Pathology · Hematological Malignancies (Leukemias, Lymphomas, Myeloma)

A 45-year-old woman presents with splenomegaly, eosinophilia, and WBC 80,000/μL with 15% myeloblasts. FISH reveals FIP1L1-PDGFRA fusion. Which statement about this condition and its management is MOST accurate?

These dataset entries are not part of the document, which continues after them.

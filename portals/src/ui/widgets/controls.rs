//! Console controls panel

use chrono::NaiveDate;
use portals_core::Variant;
use ratatui::{
    buffer::Buffer,
    layout::Rect,
    text::{Line, Span},
    widgets::{Block, Borders, Paragraph, Widget, Wrap},
};

use crate::ui::theme::PortalTheme;

const SPINNER: [&str; 10] = ["⠋", "⠙", "⠹", "⠸", "⠼", "⠴", "⠦", "⠧", "⠇", "⠏"];

/// State of the consult control.
#[derive(Debug, Clone, Copy, PartialEq, Eq)]
pub enum ConsultState {
    Ready,
    Unconfigured,
    Running { frame: u8 },
}

/// Backend status, the editable fields and the consult control
pub struct ControlsWidget<'a> {
    theme: &'a PortalTheme,
    connected_model: Option<&'a str>,
    connection_error: Option<&'a str>,
    model_field: &'a str,
    variant: Variant,
    date: NaiveDate,
    chapter_count: usize,
    consult: ConsultState,
    focused: bool,
}

impl<'a> ControlsWidget<'a> {
    pub fn new(theme: &'a PortalTheme, model_field: &'a str, variant: Variant, date: NaiveDate) -> Self {
        Self {
            theme,
            connected_model: None,
            connection_error: None,
            model_field,
            variant,
            date,
            chapter_count: 0,
            consult: ConsultState::Unconfigured,
            focused: false,
        }
    }

    pub fn connected(mut self, model: Option<&'a str>, error: Option<&'a str>) -> Self {
        self.connected_model = model;
        self.connection_error = error;
        self
    }

    pub fn chapters(mut self, count: usize) -> Self {
        self.chapter_count = count;
        self
    }

    pub fn consult(mut self, state: ConsultState) -> Self {
        self.consult = state;
        self
    }

    pub fn focused(mut self, focused: bool) -> Self {
        self.focused = focused;
        self
    }

    fn backend_line(&self) -> Line<'a> {
        let status = match (self.connected_model, self.connection_error) {
            (Some(model), _) => Span::styled(
                format!("● connected to {model}"),
                self.theme.connected_style(true),
            ),
            (None, Some(_)) => Span::styled("✗ connection failed", self.theme.connected_style(false)),
            (None, None) => Span::styled("○ not connected", self.theme.dim_style()),
        };
        Line::from(vec![Span::styled("Backend: ", self.theme.dim_style()), status])
    }

    fn consult_line(&self) -> Line<'a> {
        match self.consult {
            ConsultState::Ready => Line::from(vec![
                Span::styled("[c] ", self.theme.control_style(true)),
                Span::styled("Consult the Oracle", self.theme.control_style(true)),
            ]),
            ConsultState::Unconfigured => Line::from(vec![
                Span::styled("[c] Consult the Oracle ", self.theme.control_style(false)),
                Span::styled("(connect first)", self.theme.dim_style()),
            ]),
            ConsultState::Running { frame } => {
                let spinner = SPINNER[frame as usize % SPINNER.len()];
                Line::from(Span::styled(
                    format!("{spinner} The Fates are weaving..."),
                    self.theme.control_style(false),
                ))
            }
        }
    }
}

impl Widget for ControlsWidget<'_> {
    fn render(self, area: Rect, buf: &mut Buffer) {
        let block = Block::default()
            .title(" Oracle's Console ")
            .title_style(self.theme.title_style(self.focused))
            .borders(Borders::ALL)
            .border_style(self.theme.border_style(self.focused));

        let date = match self.variant {
            Variant::Celestial => Span::styled(self.date.to_string(), self.theme.text_style()),
            Variant::Scripture => Span::styled(format!("{} (unused)", self.date), self.theme.dim_style()),
        };

        let lines = vec![
            self.backend_line(),
            Line::from(vec![
                Span::styled("Model:   ", self.theme.dim_style()),
                Span::styled(self.model_field.to_string(), self.theme.text_style()),
                Span::styled("  [m] [C]", self.theme.dim_style()),
            ]),
            Line::from(vec![
                Span::styled("Oracle:  ", self.theme.dim_style()),
                Span::styled(self.variant.to_string(), self.theme.text_style()),
                Span::styled(format!("  {} chapters", self.chapter_count), self.theme.dim_style()),
            ]),
            Line::from(vec![
                Span::styled("Date:    ", self.theme.dim_style()),
                date,
                Span::styled("  [d]", self.theme.dim_style()),
            ]),
            Line::from(""),
            self.consult_line(),
        ];

        Paragraph::new(lines)
            .block(block)
            .wrap(Wrap { trim: true })
            .render(area, buf);
    }
}

#[cfg(test)]
mod tests {
    use super::*;

    fn widget(theme: &PortalTheme) -> ControlsWidget<'_> {
        ControlsWidget::new(
            theme,
            "llama3",
            Variant::Celestial,
            NaiveDate::from_ymd_opt(2024, 3, 20).unwrap(),
        )
    }

    #[test]
    fn test_backend_line_states() {
        let theme = PortalTheme::default();
        let line = widget(&theme).connected(Some("llama3"), None).backend_line();
        assert_eq!(line.spans[1].content, "● connected to llama3");

        let line = widget(&theme).connected(None, Some("refused")).backend_line();
        assert_eq!(line.spans[1].content, "✗ connection failed");
    }

    #[test]
    fn test_spinner_wraps() {
        let theme = PortalTheme::default();
        let line = widget(&theme)
            .consult(ConsultState::Running { frame: 13 })
            .consult_line();
        assert!(line.spans[0].content.starts_with('⠸'));
    }
}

  • A This represents CML blast crisis and requires bone marrow transplantation as first-line therapy
  • B This is hypereosinophilic syndrome and requires corticosteroids plus hydroxyurea; imatinib is contraindicated
  • C This represents CMML with eosinophilia; azacitidine is the standard of care
  • D This is a myeloid/lymphoid neoplasm with PDGFRA rearrangement; first-line treatment is imatinib, which achieves durable molecular remission
Correct answer: D. This is a myeloid/lymphoid neoplasm with PDGFRA rearrangement; first-line treatment is imatinib, which achieves durable molecular remission

Explanation

FIP1L1-PDGFRA fusion (resulting from cryptic 4q12 deletion) defines a WHO-recognized entity — myeloid/lymphoid neoplasm with PDGFRA rearrangement — presenting with eosinophilia, splenomegaly, and variable blast percentage. Imatinib (at low doses, 100 mg/day) is highly effective, achieving complete cytogenetic and molecular remission in virtually all patients. This is not CML (BCR-ABL1 negative) and not idiopathic hypereosinophilic syndrome. Distinguishing this entity from idiopathic HES is critical because imatinib is curative in PDGFRA-rearranged disease but ineffective in true HES.

Reference: Robbins & Cotran Pathologic Basis of Disease, 10th ed.